Segment Start: GIVEN ENTRIES
use std::collections::HashMap;

use wgpu::util::{DeviceExt, TextureDataOrder};

use super::mipmaps::MipLevel;
use super::TextureId;

const TEXTURE_FORMAT: wgpu::TextureFormat = wgpu::TextureFormat::Rgba8Unorm;

pub(crate) struct GpuTexture {
    pub view: wgpu::TextureView,
    /// Bumped whenever `view` is replaced so cached bind groups go stale.
    pub generation: u64,
    texture: wgpu::Texture,
}

impl GpuTexture {
    fn replace(&mut self, texture: wgpu::Texture) {
        self.view = texture.create_view(&wgpu::TextureViewDescriptor::default());
        self.texture = texture;
        self.generation += 1;
    }
}

/// Texture objects by id, plus the one sampler every texture is read with.
pub(crate) struct TextureTable {
    textures: HashMap<TextureId, GpuTexture>,
    pub sampler: wgpu::Sampler,
}

impl TextureTable {
    pub fn new(device: &wgpu::Device) -> Self {
        let sampler = device.create_sampler(&wgpu::SamplerDescriptor {
            label: Some("body texture sampler"),
            address_mode_u: wgpu::AddressMode::Repeat,
            address_mode_v: wgpu::AddressMode::Repeat,
            address_mode_w: wgpu::AddressMode::Repeat,
            mag_filter: wgpu::FilterMode::Linear,
            min_filter: wgpu::FilterMode::Linear,
            mipmap_filter: wgpu::FilterMode::Linear,
            ..Default::default()
        });
        Self {
            textures: HashMap::new(),
            sampler,
        }
    }

    pub fn get(&self, id: TextureId) -> Option<&GpuTexture> {
        self.textures.get(&id)
    }

    /// Registers `id` with transparent black contents.
    pub fn create(&mut self, device: &wgpu::Device, queue: &wgpu::Queue, id: TextureId) {
        let texture = create_with_levels(device, queue, id, &[MipLevel::new(1, 1, vec![0; 4])]);
        let view = texture.create_view(&wgpu::TextureViewDescriptor::default());
        self.textures.insert(
            id,
            GpuTexture {
                view,
                generation: 0,
                texture,
            },
        );
    }

    /// Replaces the contents of `id` with `levels`, base level first.
    ///
    /// Writes in place when the size and level count are unchanged, otherwise
    /// recreates the texture and bumps its generation.
    pub fn upload(
        &mut self,
        device: &wgpu::Device,
        queue: &wgpu::Queue,
        id: TextureId,
        levels: &[MipLevel],
    ) -> bool {
        let Some(entry) = self.textures.get_mut(&id) else {
            return false;
        };
        let Some(base) = levels.first() else {
            return true;
        };
        let size = entry.texture.size();
        let fits = size.width == base.width
            && size.height == base.height
            && entry.texture.mip_level_count() as usize == levels.len();
        if fits {
            for (mip_level, level) in levels.iter().enumerate() {
                queue.write_texture(
                    wgpu::TexelCopyTextureInfo {
                        texture: &entry.texture,
                        mip_level: mip_level as u32,
                        origin: wgpu::Origin3d::ZERO,
                        aspect: wgpu::TextureAspect::All,
                    },
                    &level.pixels,
                    wgpu::TexelCopyBufferLayout {
                        offset: 0,
                        bytes_per_row: Some(level.width * 4),
                        rows_per_image: Some(level.height),
                    },
                    extent(level),
                );
            }
        } else {
            entry.replace(create_with_levels(device, queue, id, levels));
        }
        true
    }
}

fn extent(level: &MipLevel) -> wgpu::Extent3d {
    wgpu::Extent3d {
        width: level.width,
        height: level.height,
        depth_or_array_layers: 1,
    }
}

fn create_with_levels(
    device: &wgpu::Device,
    queue: &wgpu::Queue,
    id: TextureId,
    levels: &[MipLevel],
) -> wgpu::Texture {
    let data: Vec<u8> = levels
        .iter()
        .flat_map(|level| level.pixels.iter().copied())
        .collect();
    device.create_texture_with_data(
        queue,
        &wgpu::TextureDescriptor {
            label: Some(&format!("texture #{}", id.0)),
            size: extent(&levels[0]),
            mip_level_count: levels.len() as u32,
            sample_count: 1,
            dimension: wgpu::TextureDimension::D2,
            format: TEXTURE_FORMAT,
            usage: wgpu::TextureUsages::TEXTURE_BINDING | wgpu::TextureUsages::COPY_DST,
            view_formats: &[],
        },
        TextureDataOrder::LayerMajor,
        &data,
    )
}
Segment End: GIVEN ENTRIES
WORK TASK
Look through the entries above, and wherever a line holds the word "contents", copy it.

REPLY TO THE TASK
    /// Registers `id` with transparent black contents.
    /// Replaces the contents of `id` with `levels`, base level first.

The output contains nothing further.